{Note: }
This has been sitting as a draft, for like a month now. I think I couldn't decide how I wanted to wrap it all up at the end, and looking at it again, I'm faced with the same issue. So I'm just gonna put this out there, and sorry that it randomly ends.
My mind is so weird. And my thoughts are so distorted. So I decided to give you a glimpse into the mind of depression. And whatever other things have negatively impacted the way I think. If you are interested in psychology, which is essentially study of how humans think, you may find this somewhat interesting.
Most often I find myself in a place where I actually believe that I am not loved or cared about by anybody. I find that the people I call 'friends' are rather acquaintances. I am jealous of the friendships that I see others have. I see myself in this pit of utter despair, with the constant feeling that nobody is there for me to help me work through my emotions. I am well aware all of the time that I am chronically depressed, so there is no issue with denial. Rather I feel that there isn't anybody out there who I feel a connection to, that I would trust with all of my deepest feelings, that actually wants to listen to me and help me through my especially bad days. In a deeper context, I often find myself saying to me, "People are always talking about that one person in their life that was always there for them, but you know that you have nobody. There is nobody there to wrap their arms around you and say, 'I'm here for you, and I want to let you know you are not alone, and that I want to help you.'" I feel that nobody knows me like I know me. I know exactly how to help my depression, but I can't do anything about it, because it's not something that I have any control over. I can see myself reaching out through social media. There's this little hope that maybe someone will hear my plea, recognize it, and then I'll have the illusive medicine I'm looking for. And sometimes I get so frustrated at past friends I've had. I got close to them, trusted them with some of my feelings, and then, one day, they dropped out of all contact with me. This constant cycle of betrayals, has left me to feel that I can't reach out to someone. They have to reach out to me. Otherwise, I may be too much for them, and they will leave, causing me much hurt and anger.

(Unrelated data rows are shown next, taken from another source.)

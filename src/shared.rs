use axum::{
    http::StatusCode,
    response::{IntoResponse, Response},
    Json,
};
use serde_json::json;
use std::sync::Arc;
use thiserror::Error;
use tracing::error;

use crate::group::GroupService;
use crate::task::TaskService;
use crate::user::UserService;

/// Shared application state containing all dependencies
#[derive(Clone)]
pub struct AppState {
    pub group_service: Arc<GroupService>,
    pub user_service: Arc<UserService>,
    pub task_service: Arc<TaskService>,
}

impl AppState {
    pub fn new(
        group_service: Arc<GroupService>,
        user_service: Arc<UserService>,
        task_service: Arc<TaskService>,
    ) -> Self {
        Self {
            group_service,
            user_service,
            task_service,
        }
    }
}

#[derive(Error, Debug)]
pub enum AppError {
    #[error("Bad request: {0}")]
    BadRequest(String),

    #[error("Database error: {0}")]
    DatabaseError(String),

    #[error("Storage error: {0}")]
    StorageError(String),

    #[error("Not found: {0}")]
    NotFound(String),

    #[error("Conflict: {0}")]
    Conflict(String),

    #[error("Internal server error")]
    Internal,
}

impl IntoResponse for AppError {
    fn into_response(self) -> Response {
        let (status, error_message) = match self {
            AppError::BadRequest(msg) => (StatusCode::BAD_REQUEST, msg),
            AppError::NotFound(msg) => (StatusCode::NOT_FOUND, msg),
            AppError::Conflict(msg) => (StatusCode::CONFLICT, msg),
            AppError::DatabaseError(msg) => {
                error!(error = %msg, "Request failed on database");
                (
                    StatusCode::INTERNAL_SERVER_ERROR,
                    format!("Database error: {}", msg),
                )
            }
            AppError::StorageError(msg) => {
                error!(error = %msg, "Request failed on task storage");
                (
                    StatusCode::INTERNAL_SERVER_ERROR,
                    format!("Storage error: {}", msg),
                )
            }
            AppError::Internal => (
                StatusCode::INTERNAL_SERVER_ERROR,
                "Internal server error".to_string(),
            ),
        };

        let body = Json(json!({
            "error": error_message
        }));

        (status, body).into_response()
    }
}


#[cfg(test)]
mod tests {
    use super::*;
    use rstest::rstest;

    #[rstest]
    #[case(AppError::BadRequest("bad".to_string()), StatusCode::BAD_REQUEST)]
    #[case(AppError::NotFound("gone".to_string()), StatusCode::NOT_FOUND)]
    #[case(AppError::Conflict("taken".to_string()), StatusCode::CONFLICT)]
    #[case(AppError::DatabaseError("down".to_string()), StatusCode::INTERNAL_SERVER_ERROR)]
    #[case(AppError::StorageError("disk".to_string()), StatusCode::INTERNAL_SERVER_ERROR)]
    #[case(AppError::Internal, StatusCode::INTERNAL_SERVER_ERROR)]
    fn test_error_status(#[case] error: AppError, #[case] expected: StatusCode) {
        assert_eq!(error.into_response().status(), expected);
    }

    #[tokio::test]
    async fn test_error_body_shape() {
        let response = AppError::NotFound("Group not found".to_string()).into_response();
        let body = axum::body::to_bytes(response.into_body(), usize::MAX)
            .await
            .unwrap();
        let value: serde_json::Value = serde_json::from_slice(&body).unwrap();

        assert_eq!(value, json!({ "error": "Group not found" }));
    }
}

When I come back and look at my feelings with a clear mind, I see that some thoughts are a bit illogical. There are people in my life who care, they just might not express it. But that bothersome thought remains. I know how to help myself, but there's actually nothing that I can do. I can attempt to throw out a hint here and there, but not much more, otherwise, I may end up with another betrayal.
An interesting oddity in my thought process, is I have discovered that some people that I don't know that well, I will naturally trust them because they remind me of a fictional character from a book or TV show from my childhood. There are quite a few people that I have trusted in the past because they reminded me of Ginny Weasley. And I'm sure there are many more that I haven't identified the character yet.
Back to the subject, it really comes down to feeling that nobody cares enough to have noticed the signs that are common in a depressed person. I have gotten to the point of openly admitting it, and treating it almost in the way I treated coming out. Taking the stance of knowing about it, and not being afraid of it, or telling others about it.
I often look up articles on dealing with depression, and I'll often find myself reading articles on how to help a friend/family member who has depression. As I read through it, it hurts me even more that no one seems to realize that I'm hitting most of the symptoms:
- doesn't seem to care about anything anymore
- has lost interest in work, hobbies, and other pleasurable activities
- talks about feeling 'helpless' or 'hopeless'
- expresses a bleak or negative outlook on life
- complains of feeling tired and drained all the time
- has withdrawn from friends, family, and other social activities
- sleeps less than usual or oversleeps
- thoughts of death
And it is more hurtful to read what someone is supposed to do to help a depressed person, knowing that a person like this is exactly what would set you on course to getting help, given that I oddly trust them of course. I know that there is no way that I could beat the weird, illogical part of my head on my own. I suppose there is some need for friendship or companionship programmed into every human being. And when that it non-existent, you start to slowly, unknowingly, drive yourself insane. I have felt true insanity before. At a point, I decided I didn't need human friends, so I threw my entire life into music. After a few months, I realized that my social skills were decreasing, and everything that defined me as a person was starting to slowly disappear. I was becoming some sort of vessel for the music. And then I realized that I was going mad. And so I stopped. But I learned that one cannot just throw themselves at one of their passionate hobbies in life, or else one will stop being a person.